I remember being particularly anxious about the fact that I had not discovered my true purpose or my secret, amazing superpower talent, yet, either. When I looked around me, all I saw were kids who KNEW what they were good at and I, being good at any number of academic things and totally miserable at anything athletic or artistic, felt that I had somehow lost the genetic lottery and was doomed to a life of no purpose. Or worse yet: becoming a teacher. My mom was a teacher and, since I spent huge chunks of my days with teachers of various stripes I felt qualified to assess them all as complete bores–or non-entities, like the teacher in the Charlie Brown televised cartoons. Yes, they were up there at the front of the room and said things, but they were more like talking heads that got turned on when the school bell rang than like human beings of flesh and bone, ambition and compassion, or private lives. (Do all kids think of teachers like this? Or was I particularly heartless?) My mom, of course, was a real person but I somehow didn’t make the connection between her and my teachers–that maybe some of them were just as cool as my mom. Oh, wait. Nevermind. I thought my mom was a total bore, too–horrible ingrate that I was (love you , Mom!). Family stories of me commenting on my mom’s uncoolness, criticizing her wardrobe, etc., abound. Said long ago and impossible to take back (“what is my mom going to wear to embarrass me today?”), those stories make me want to wag my finger demonstratively at my tween self and shake my head with an exasperated sigh. Kids.

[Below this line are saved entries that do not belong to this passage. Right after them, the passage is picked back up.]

// Copyright 2025 the Compotes Authors
// SPDX-License-Identifier: Apache-2.0 OR MIT

//! Native event routing: target first, then each ancestor.
//!
//! [`route`] turns a [`UiEvent`] and a set of listeners into the ordered list of
//! handlers to run. [`Component::dispatch`](crate::Component::dispatch) walks that
//! list and honors [`Outcome::Stop`].
//!
//! ```
//! use compotes_dom::{Document, Element};
//! use compotes_lifecycle::dispatch::route;
//! use compotes_lifecycle::{Listener, UiEvent, UiEventKind};
//!
//! let mut doc = Document::new();
//! let nav = doc.append(doc.body(), Element::new("nav"));
//! let button = doc.append(nav, Element::new("button"));
//!
//! let listeners = [
//!     Listener { id: "root", target: nav, kind: UiEventKind::Click, handler: 'r' },
//!     Listener { id: "keys", target: nav, kind: UiEventKind::KeyDown, handler: 'k' },
//!     Listener { id: "button", target: button, kind: UiEventKind::Click, handler: 'b' },
//! ];
//! let handlers: Vec<char> = route(&doc, &listeners, &UiEvent::click(button))
//!     .into_iter()
//!     .map(|(_, h)| h)
//!     .collect();
//! assert_eq!(handlers, ['b', 'r']);
//! ```

use alloc::vec::Vec;

use compotes_dom::{Document, NodeId};

use crate::{Listener, UiEvent};

/// Propagation control returned by [`Component::handle`](crate::Component::handle).
#[derive(Copy, Clone, Debug, PartialEq, Eq, Hash)]
pub enum Outcome {
    /// Keep propagating to the remaining listeners.
    Continue,
    /// Stop propagation; no further listener runs.
    Stop,
}

/// Listeners that should see `event`, paired with the node they are attached to.
///
/// Listeners on the target run first, then those on its parent, and so on up
/// to the root. Listeners attached to the same node keep registration order.
pub fn route<H: Copy>(doc: &Document, listeners: &[Listener<H>], event: &UiEvent) -> Vec<(NodeId, H)> {
    let mut out = Vec::new();
    for node in doc.event_path(event.target) {
        out.extend(
            listeners
                .iter()
                .filter(|l| l.target == node && l.kind == event.kind)
                .map(|l| (node, l.handler)),
        );
    }
    out
}

#[cfg(test)]
mod tests {
    use super::*;
    use crate::UiEventKind;
    use alloc::vec;
    use compotes_dom::Element;

    #[test]
    fn detached_targets_route_nowhere_outside_their_subtree() {
        let mut doc = Document::new();
        let nav = doc.append(doc.body(), Element::new("nav"));
        let loose = doc.create_element(Element::new("button"));
        let listeners = [Listener {
            id: "root",
            target: nav,
            kind: UiEventKind::Click,
            handler: 1_u8,
        }];
        assert!(route(&doc, &listeners, &UiEvent::click(loose)).is_empty());
        doc.append_child(nav, loose);
        assert_eq!(
            route(&doc, &listeners, &UiEvent::click(loose)),
            vec![(nav, 1)]
        );
    }

    #[test]
    fn kinds_are_filtered() {
        let mut doc = Document::new();
        let nav = doc.append(doc.body(), Element::new("nav"));
        let listeners = [
            Listener {
                id: "click",
                target: nav,
                kind: UiEventKind::Click,
                handler: 1_u8,
            },
            Listener {
                id: "key",
                target: nav,
                kind: UiEventKind::KeyDown,
                handler: 2_u8,
            },
        ];
        assert_eq!(
            route(&doc, &listeners, &UiEvent::key_down(nav, "a")),
            vec![(nav, 2)]
        );
    }
}
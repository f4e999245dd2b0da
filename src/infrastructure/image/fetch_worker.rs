//! Serial background thumbnail fetcher.
//!
//! One worker task drains a FIFO of "load the image for slot S" jobs. Each job
//! re-reads the slot's *current* URL when it is drained, so rapid re-requests
//! for a recycled slot coalesce into the most recent one. Results travel back
//! over a channel and are applied in the caller's context only if the slot
//! still wants the same URL.

use std::collections::{HashMap, VecDeque};
use std::fmt::Debug;
use std::hash::Hash;
use std::sync::Arc;

use image::DynamicImage;
use parking_lot::Mutex;
use tokio::sync::mpsc;
use tokio::task::JoinHandle;
use tracing::{debug, error, info, trace, warn};

use super::memory_cache::ImageCache;
use crate::domain::errors::FetchError;
use crate::domain::ports::ImageFetchPort;

/// Identity of a reusable UI slot.
pub trait SlotKey: Eq + Hash + Clone + Debug + Send + Sync + 'static {}

impl<T> SlotKey for T where T: Eq + Hash + Clone + Debug + Send + Sync + 'static {}

/// Callback invoked in the caller's context when a thumbnail is ready.
pub type ThumbnailListener<K> = Box<dyn FnMut(&K, Arc<DynamicImage>)>;

/// Result of a finished job, sent from the worker to the caller.
#[derive(Debug, Clone)]
pub struct ThumbnailCompletion<K> {
    /// Slot the job was drained for.
    pub slot: K,
    /// URL that was actually loaded.
    pub url: String,
    /// Decoded thumbnail.
    pub image: Arc<DynamicImage>,
}

/// Outcome of handing a completion to the caller.
#[derive(Debug, Clone, Copy, PartialEq, Eq)]
pub enum Dispatch {
    /// The slot still wanted this URL; the listener (if any) received it.
    Delivered,
    /// The slot was reassigned or cancelled; the result was discarded.
    Stale,
    /// The job failed to download or decode. The slot keeps its request.
    Dropped,
    /// The worker has stopped and no more completions will arrive.
    Closed,
}

/// Configuration for the fetch worker.
#[derive(Debug, Clone)]
pub struct FetchWorkerConfig {
    /// Decoded images larger than this are scaled down to fit.
    pub max_width: u32,
    /// Decoded images taller than this are scaled down to fit.
    pub max_height: u32,
}

impl Default for FetchWorkerConfig {
    fn default() -> Self {
        Self {
            max_width: 400,
            max_height: 300,
        }
    }
}

/// What the worker reports back for each job it finishes.
#[derive(Debug)]
enum JobOutcome<K> {
    Ready(ThumbnailCompletion<K>),
    Failed { slot: K, url: String },
}

#[derive(Debug)]
enum WorkerCommand<K> {
    Fetch(K),
    Clear,
    Shutdown,
}

type RequestMap<K> = Arc<Mutex<HashMap<K, String>>>;

/// Caller-side handle of the thumbnail worker.
///
/// Owns the slot-to-URL map shared with the worker task. The handle itself
/// lives in the caller's single-threaded context; completions are applied
/// there through [`FetchWorker::dispatch_next`] or
/// [`FetchWorker::dispatch_pending`].
pub struct FetchWorker<K: SlotKey> {
    requests: RequestMap<K>,
    cache: Arc<ImageCache>,
    command_tx: mpsc::UnboundedSender<WorkerCommand<K>>,
    completion_rx: mpsc::UnboundedReceiver<JobOutcome<K>>,
    listener: Option<ThumbnailListener<K>>,
    handle: Option<JoinHandle<()>>,
    shut_down: bool,
}

impl<K: SlotKey> std::fmt::Debug for FetchWorker<K> {
    fn fmt(&self, f: &mut std::fmt::Formatter<'_>) -> std::fmt::Result {
        f.debug_struct("FetchWorker")
            .field("pending", &self.requests.lock().len())
            .field("shut_down", &self.shut_down)
            .finish_non_exhaustive()
    }
}

/// State for the background worker loop.
struct WorkerState<K> {
    requests: RequestMap<K>,
    cache: Arc<ImageCache>,
    fetcher: Arc<dyn ImageFetchPort>,
    command_rx: mpsc::UnboundedReceiver<WorkerCommand<K>>,
    completion_tx: mpsc::UnboundedSender<JobOutcome<K>>,
    config: FetchWorkerConfig,
}

impl<K: SlotKey> FetchWorker<K> {
    /// Starts the worker task. Must be called within a Tokio runtime.
    #[must_use]
    pub fn new(
        fetcher: Arc<dyn ImageFetchPort>,
        cache: Arc<ImageCache>,
        config: FetchWorkerConfig,
    ) -> Self {
        let (command_tx, command_rx) = mpsc::unbounded_channel();
        let (completion_tx, completion_rx) = mpsc::unbounded_channel();
        let requests: RequestMap<K> = Arc::new(Mutex::new(HashMap::new()));

        let state = WorkerState {
            requests: requests.clone(),
            cache: cache.clone(),
            fetcher,
            command_rx,
            completion_tx,
            config,
        };

        let handle = tokio::spawn(state.run());
        info!("Thumbnail worker started");

        Self {
            requests,
            cache,
            command_tx,
            completion_rx,
            listener: None,
            handle: Some(handle),
            shut_down: false,
        }
    }

    /// Registers the callback that receives ready thumbnails.
    pub fn set_listener(&mut self, listener: impl FnMut(&K, Arc<DynamicImage>) + 'static) {
        self.listener = Some(Box::new(listener));
    }

    /// Removes the listener; later completions are dropped silently.
    pub fn clear_listener(&mut self) {
        self.listener = None;
    }

    /// Requests the thumbnail at `url` for `slot`.
    ///
    /// A later request for the same slot supersedes this one. `None` or an
    /// empty URL cancels the slot's pending interest.
    pub fn queue(&self, slot: K, url: Option<&str>) {
        if self.shut_down {
            warn!(slot = ?slot, "Ignoring thumbnail request after shutdown");
            return;
        }

        let Some(url) = url.filter(|u| !u.is_empty()) else {
            if self.requests.lock().remove(&slot).is_some() {
                trace!(slot = ?slot, "Cancelled thumbnail request");
            }
            return;
        };

        trace!(slot = ?slot, url, "Queued thumbnail request");
        self.requests.lock().insert(slot.clone(), url.to_string());

        if let Err(e) = self.command_tx.send(WorkerCommand::Fetch(slot)) {
            error!(error = %e, "Failed to send thumbnail request");
        }
    }

    /// Discards every job not yet drained. Slot mappings are kept.
    pub fn clear_queue(&self) {
        if let Err(e) = self.command_tx.send(WorkerCommand::Clear) {
            error!(error = %e, "Failed to send clear request");
        }
    }

    /// Stops the worker, discarding queued jobs. No requests are accepted
    /// afterwards.
    pub async fn shutdown(&mut self) {
        if self.shut_down {
            return;
        }
        self.shut_down = true;

        let _ = self.command_tx.send(WorkerCommand::Shutdown);
        if let Some(handle) = self.handle.take()
            && let Err(e) = handle.await
        {
            error!(error = %e, "Thumbnail worker task failed");
        }
        info!("Thumbnail worker stopped");
    }

    /// Returns true once [`FetchWorker::shutdown`] has been called.
    #[must_use]
    pub const fn is_shut_down(&self) -> bool {
        self.shut_down
    }

    /// Returns the URL the slot currently wants, if any.
    #[must_use]
    pub fn pending_url(&self, slot: &K) -> Option<String> {
        self.requests.lock().get(slot).cloned()
    }

    /// Returns true if the slot has an outstanding request.
    #[must_use]
    pub fn is_pending(&self, slot: &K) -> bool {
        self.requests.lock().contains_key(slot)
    }

    /// Number of slots with an outstanding request.
    #[must_use]
    pub fn pending_count(&self) -> usize {
        self.requests.lock().len()
    }

    /// Shared thumbnail cache.
    #[must_use]
    pub const fn cache(&self) -> &Arc<ImageCache> {
        &self.cache
    }

    /// Waits for the next successful completion without applying it.
    /// Failed jobs in between are skipped.
    pub async fn recv_completion(&mut self) -> Option<ThumbnailCompletion<K>> {
        loop {
            match self.completion_rx.recv().await? {
                JobOutcome::Ready(completion) => return Some(completion),
                JobOutcome::Failed { slot, url } => {
                    trace!(slot = ?slot, url = %url, "Skipping failed thumbnail job");
                }
            }
        }
    }

    fn apply(&mut self, outcome: JobOutcome<K>) -> Dispatch {
        match outcome {
            JobOutcome::Ready(completion) => self.deliver(completion),
            JobOutcome::Failed { slot, url } => {
                trace!(slot = ?slot, url = %url, "Thumbnail job failed");
                Dispatch::Dropped
            }
        }
    }

    /// Applies a completion in the caller's context.
    ///
    /// The image reaches the listener only if the slot still wants the
    /// delivered URL; the slot's request is then complete and removed.
    pub fn deliver(&mut self, completion: ThumbnailCompletion<K>) -> Dispatch {
        let ThumbnailCompletion { slot, url, image } = completion;

        {
            let mut requests = self.requests.lock();
            if requests.get(&slot) != Some(&url) {
                trace!(slot = ?slot, url = %url, "Discarding stale thumbnail");
                return Dispatch::Stale;
            }
            requests.remove(&slot);
        }

        match self.listener.as_mut() {
            Some(listener) => listener(&slot, image),
            None => trace!(slot = ?slot, "No thumbnail listener registered"),
        }
        Dispatch::Delivered
    }

    /// Waits for the next finished job and applies it.
    ///
    /// Every job the worker drains for a still-wanted URL produces exactly one
    /// [`Dispatch::Delivered`], [`Dispatch::Stale`] or [`Dispatch::Dropped`].
    pub async fn dispatch_next(&mut self) -> Dispatch {
        match self.completion_rx.recv().await {
            Some(outcome) => self.apply(outcome),
            None => Dispatch::Closed,
        }
    }

    /// Applies every completion already received, without waiting.
    /// Returns how many reached the listener.
    pub fn dispatch_pending(&mut self) -> usize {
        let mut delivered = 0;
        while let Ok(outcome) = self.completion_rx.try_recv() {
            if self.apply(outcome) == Dispatch::Delivered {
                delivered += 1;
            }
        }
        delivered
    }
}

impl<K: SlotKey> Drop for FetchWorker<K> {
    fn drop(&mut self) {
        if !self.shut_down {
            let _ = self.command_tx.send(WorkerCommand::Shutdown);
        }
    }
}

impl<K: SlotKey> WorkerState<K> {
    /// Drains jobs strictly in FIFO order, one at a time.
    async fn run(mut self) {
        let mut queue: VecDeque<K> = VecDeque::new();

        loop {
            tokio::select! {
                biased;
                cmd = self.command_rx.recv() => {
                    match cmd {
                        Some(WorkerCommand::Fetch(slot)) => queue.push_back(slot),
                        Some(WorkerCommand::Clear) => {
                            if !queue.is_empty() {
                                debug!(discarded = queue.len(), "Cleared thumbnail queue");
                            }
                            queue.clear();
                        }
                        Some(WorkerCommand::Shutdown) | None => {
                            debug!(discarded = queue.len(), "Thumbnail worker exiting");
                            break;
                        }
                    }
                }
                () = std::future::ready(()), if !queue.is_empty() => {
                    if let Some(slot) = queue.pop_front() {
                        self.handle_job(slot).await;
                    }
                }
            }
        }
    }

    async fn handle_job(&self, slot: K) {
        let current = self.requests.lock().get(&slot).cloned();
        let Some(url) = current else {
            trace!(slot = ?slot, "Dropping cancelled thumbnail job");
            return;
        };

        let image = if let Some(image) = self.cache.get(&url) {
            image
        } else {
            debug!(slot = ?slot, url = %url, "Downloading thumbnail");
            match self.download(&url).await {
                Ok(image) => {
                    self.cache.put(url.clone(), image.clone());
                    image
                }
                Err(e) => {
                    warn!(slot = ?slot, url = %url, error = %e, "Dropping thumbnail job");
                    self.report(JobOutcome::Failed { slot, url });
                    return;
                }
            }
        };

        self.report(JobOutcome::Ready(ThumbnailCompletion { slot, url, image }));
    }

    fn report(&self, outcome: JobOutcome<K>) {
        if self.completion_tx.send(outcome).is_err() {
            debug!("Thumbnail receiver gone, completion dropped");
        }
    }

    async fn download(&self, url: &str) -> Result<Arc<DynamicImage>, FetchError> {
        let bytes = self.fetcher.fetch_bytes(url).await?;
        let (max_width, max_height) = (self.config.max_width, self.config.max_height);

        let decoded = tokio::task::spawn_blocking(move || -> Result<DynamicImage, FetchError> {
            let img = image::load_from_memory(&bytes)?;
            if img.width() > max_width || img.height() > max_height {
                Ok(img.thumbnail(max_width, max_height))
            } else {
                Ok(img)
            }
        })
        .await
        .map_err(|e| FetchError::decode(format!("decode task panicked: {e}")))??;

        Ok(Arc::new(decoded))
    }
}
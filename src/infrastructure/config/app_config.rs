//! Application configuration.

use directories::ProjectDirs;
use serde::{Deserialize, Serialize};
use std::path::PathBuf;
use std::time::Duration;

use super::args::CliArgs;
use super::storage::{APP_NAME, APP_ORGANIZATION, APP_QUALIFIER, CONFIG_FILE_NAME};

const DEFAULT_API_BASE: &str = "https://api.flickr.com/services/rest/";

/// Log level configuration.
#[derive(Debug, Clone, Copy, Default, PartialEq, Eq, Serialize, Deserialize, clap::ValueEnum)]
#[serde(rename_all = "lowercase")]
pub enum LogLevel {
    /// Trace level.
    Trace,
    /// Debug level.
    Debug,
    /// Info level.
    #[default]
    Info,
    /// Warning level.
    Warn,
    /// Error level.
    Error,
}

impl LogLevel {
    /// Converts to tracing level.
    #[must_use]
    pub const fn to_tracing_level(self) -> tracing::Level {
        match self {
            Self::Trace => tracing::Level::TRACE,
            Self::Debug => tracing::Level::DEBUG,
            Self::Info => tracing::Level::INFO,
            Self::Warn => tracing::Level::WARN,
            Self::Error => tracing::Level::ERROR,
        }
    }
}

impl std::fmt::Display for LogLevel {
    fn fmt(&self, f: &mut std::fmt::Formatter<'_>) -> std::fmt::Result {
        match self {
            Self::Trace => write!(f, "trace"),
            Self::Debug => write!(f, "debug"),
            Self::Info => write!(f, "info"),
            Self::Warn => write!(f, "warn"),
            Self::Error => write!(f, "error"),
        }
    }
}

/// Application configuration, read from `config.toml` and overridden by CLI.
#[derive(Debug, Default, Serialize, Deserialize)]
pub struct AppConfig {
    /// Configuration file path.
    #[serde(skip)]
    pub config: Option<PathBuf>,

    /// Log file path.
    #[serde(default, skip_serializing_if = "Option::is_none")]
    pub log_path: Option<PathBuf>,

    /// Log verbosity level.
    #[serde(default)]
    pub log_level: LogLevel,

    /// Photo service settings.
    #[serde(default)]
    pub api: ApiConfig,

    /// Thumbnail cache sizing.
    #[serde(default)]
    pub cache: CacheConfig,

    /// Background polling settings.
    #[serde(default)]
    pub poll: PollConfig,

    /// Notification configuration.
    #[serde(default)]
    pub notifications: NotificationsConfig,
}

/// Photo service configuration.
#[derive(Clone, Serialize, Deserialize)]
pub struct ApiConfig {
    /// REST endpoint.
    #[serde(default = "default_api_base")]
    pub base_url: String,

    /// API key; usually supplied through `FLICKR_API_KEY`.
    #[serde(default, skip_serializing_if = "Option::is_none")]
    pub api_key: Option<String>,

    /// Request timeout in seconds.
    #[serde(default = "default_timeout_secs")]
    pub timeout_secs: u64,
}

impl ApiConfig {
    #[must_use]
    pub const fn timeout(&self) -> Duration {
        Duration::from_secs(self.timeout_secs)
    }
}

impl Default for ApiConfig {
    fn default() -> Self {
        Self {
            base_url: default_api_base(),
            api_key: None,
            timeout_secs: default_timeout_secs(),
        }
    }
}

impl std::fmt::Debug for ApiConfig {
    fn fmt(&self, f: &mut std::fmt::Formatter<'_>) -> std::fmt::Result {
        f.debug_struct("ApiConfig")
            .field("base_url", &self.base_url)
            .field("api_key", &self.api_key.as_ref().map(|_| "[REDACTED]"))
            .field("timeout_secs", &self.timeout_secs)
            .finish()
    }
}

/// Thumbnail cache configuration.
#[derive(Debug, Clone, Serialize, Deserialize)]
pub struct CacheConfig {
    /// Memory budget the cache is sized against, in megabytes.
    #[serde(default = "default_memory_budget_mb")]
    pub memory_budget_mb: u64,

    /// Share of the budget given to decoded thumbnails.
    #[serde(default = "default_memory_fraction")]
    pub memory_fraction: f64,
}

impl CacheConfig {
    /// Memory budget in bytes.
    #[must_use]
    pub const fn budget_bytes(&self) -> u64 {
        self.memory_budget_mb.saturating_mul(1024 * 1024)
    }
}

impl Default for CacheConfig {
    fn default() -> Self {
        Self {
            memory_budget_mb: default_memory_budget_mb(),
            memory_fraction: default_memory_fraction(),
        }
    }
}

/// Background polling configuration.
#[derive(Debug, Clone, Serialize, Deserialize)]
pub struct PollConfig {
    /// Seconds between poll cycles.
    #[serde(default = "default_interval_secs")]
    pub interval_secs: u64,

    /// Seconds after which a poll cycle is abandoned.
    #[serde(default = "default_cycle_timeout_secs")]
    pub cycle_timeout_secs: u64,
}

impl PollConfig {
    #[must_use]
    pub const fn interval(&self) -> Duration {
        Duration::from_secs(self.interval_secs)
    }

    #[must_use]
    pub const fn cycle_timeout(&self) -> Duration {
        Duration::from_secs(self.cycle_timeout_secs)
    }
}

impl Default for PollConfig {
    fn default() -> Self {
        Self {
            interval_secs: default_interval_secs(),
            cycle_timeout_secs: default_cycle_timeout_secs(),
        }
    }
}

/// Notification configuration.
#[derive(Debug, Clone, Serialize, Deserialize)]
pub struct NotificationsConfig {
    /// Show desktop notifications for new pictures.
    #[serde(default = "default_true")]
    pub enabled: bool,
}

impl Default for NotificationsConfig {
    fn default() -> Self {
        Self { enabled: true }
    }
}

fn default_api_base() -> String {
    DEFAULT_API_BASE.to_string()
}

const fn default_timeout_secs() -> u64 {
    30
}

const fn default_memory_budget_mb() -> u64 {
    512
}

const fn default_memory_fraction() -> f64 {
    0.10
}

const fn default_interval_secs() -> u64 {
    60
}

const fn default_cycle_timeout_secs() -> u64 {
    30
}

const fn default_true() -> bool {
    true
}

impl AppConfig {
    /// Merges CLI arguments into the configuration.
    pub fn merge_with_args(&mut self, args: &CliArgs) {
        if let Some(config_path) = &args.config {
            self.config = Some(config_path.clone());
        }
        if let Some(log_path) = &args.log_path {
            self.log_path = Some(log_path.clone());
        }
        if let Some(log_level) = args.log_level {
            self.log_level = log_level;
        }
        if let Some(api_key) = &args.api_key {
            self.api.api_key = Some(api_key.clone());
        }
        if let Some(base_url) = &args.api_base_url {
            self.api.base_url.clone_from(base_url);
        }
        if let Some(notifications) = args.enable_desktop_notifications {
            self.notifications.enabled = notifications;
        }
        if let Some(interval) = args.poll_interval_secs {
            self.poll.interval_secs = interval;
        }
    }

    /// Returns default config directory.
    #[must_use]
    pub fn default_config_dir() -> Option<PathBuf> {
        ProjectDirs::from(APP_QUALIFIER, APP_ORGANIZATION, APP_NAME)
            .map(|dirs| dirs.config_dir().to_path_buf())
    }

    /// Returns default config file path.
    #[must_use]
    pub fn default_config_path() -> Option<PathBuf> {
        Self::default_config_dir().map(|dir| dir.join(CONFIG_FILE_NAME))
    }

    /// Returns default log file path.
    #[must_use]
    pub fn default_log_path() -> Option<PathBuf> {
        ProjectDirs::from(APP_QUALIFIER, APP_ORGANIZATION, APP_NAME)
            .map(|dirs| dirs.data_dir().join("photogallery.log"))
    }

    /// Returns effective config path.
    #[must_use]
    pub fn effective_config_path(&self) -> Option<PathBuf> {
        self.config.clone().or_else(Self::default_config_path)
    }

    /// Returns effective log path.
    #[must_use]
    pub fn effective_log_path(&self) -> Option<PathBuf> {
        self.log_path.clone().or_else(Self::default_log_path)
    }
}

#[cfg(test)]
mod tests {
    use super::*;
    use clap::Parser;

    #[test]
    fn test_parse_partial_config() {
        let toml_content = r#"
            log_level = "debug"

            [api]
            api_key = "abc123"

            [poll]
            interval_secs = 900

            [notifications]
            enabled = false
        "#;

        let config: AppConfig = toml::from_str(toml_content).expect("Failed to parse config");

        assert_eq!(config.log_level, LogLevel::Debug);
        assert_eq!(config.api.api_key.as_deref(), Some("abc123"));
        assert_eq!(config.api.base_url, DEFAULT_API_BASE);
        assert_eq!(config.poll.interval(), Duration::from_secs(900));
        assert_eq!(config.poll.cycle_timeout_secs, 30);
        assert!(!config.notifications.enabled);
        assert_eq!(config.cache.memory_budget_mb, 512);
    }

    #[test]
    fn test_default_config() {
        let config = AppConfig::default();

        assert_eq!(config.log_level, LogLevel::Info);
        assert!(config.api.api_key.is_none());
        assert_eq!(config.poll.interval_secs, 60);
        assert!((config.cache.memory_fraction - 0.10).abs() < f64::EPSILON);
        assert_eq!(config.cache.budget_bytes(), 512 * 1024 * 1024);
        assert!(config.notifications.enabled);
    }

    #[test]
    fn test_default_config_serializes_without_secrets() {
        let content = toml::to_string_pretty(&AppConfig::default()).unwrap();
        assert!(!content.contains("api_key"));

        let parsed: AppConfig = toml::from_str(&content).unwrap();
        assert_eq!(parsed.api.timeout_secs, 30);
    }

    #[test]
    fn test_merge_with_args() {
        let args = CliArgs::parse_from([
            "photogallery",
            "--log-level",
            "trace",
            "--api-key",
            "from-cli",
            "--enable-desktop-notifications",
            "false",
            "list",
        ]);
        let mut config = AppConfig::default();
        config.merge_with_args(&args);

        assert_eq!(config.log_level, LogLevel::Trace);
        assert_eq!(config.api.api_key.as_deref(), Some("from-cli"));
        assert!(!config.notifications.enabled);
        assert_eq!(config.poll.interval_secs, 60);
    }

    #[test]
    fn test_debug_redacts_api_key() {
        let api = ApiConfig {
            api_key: Some("secret-key".to_string()),
            ..ApiConfig::default()
        };
        let rendered = format!("{api:?}");
        assert!(!rendered.contains("secret-key"));
        assert!(rendered.contains("REDACTED"));
    }
}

So, I’ve likely got it coming to me in the karmic parenting department. But my kid doesn’t criticize my wardrobe–she STEALS it. A t-shirt here, a shawl there. And today, she has absconded with my newly knitted GAP-tastic cowl. Knit out of two skeins of squishy Misti Alpaca Tonos, it is a joy to behold and snuggle with–and the little brat has it.
She looks pretty good in it, too. But tomorrow? IT’S MINE.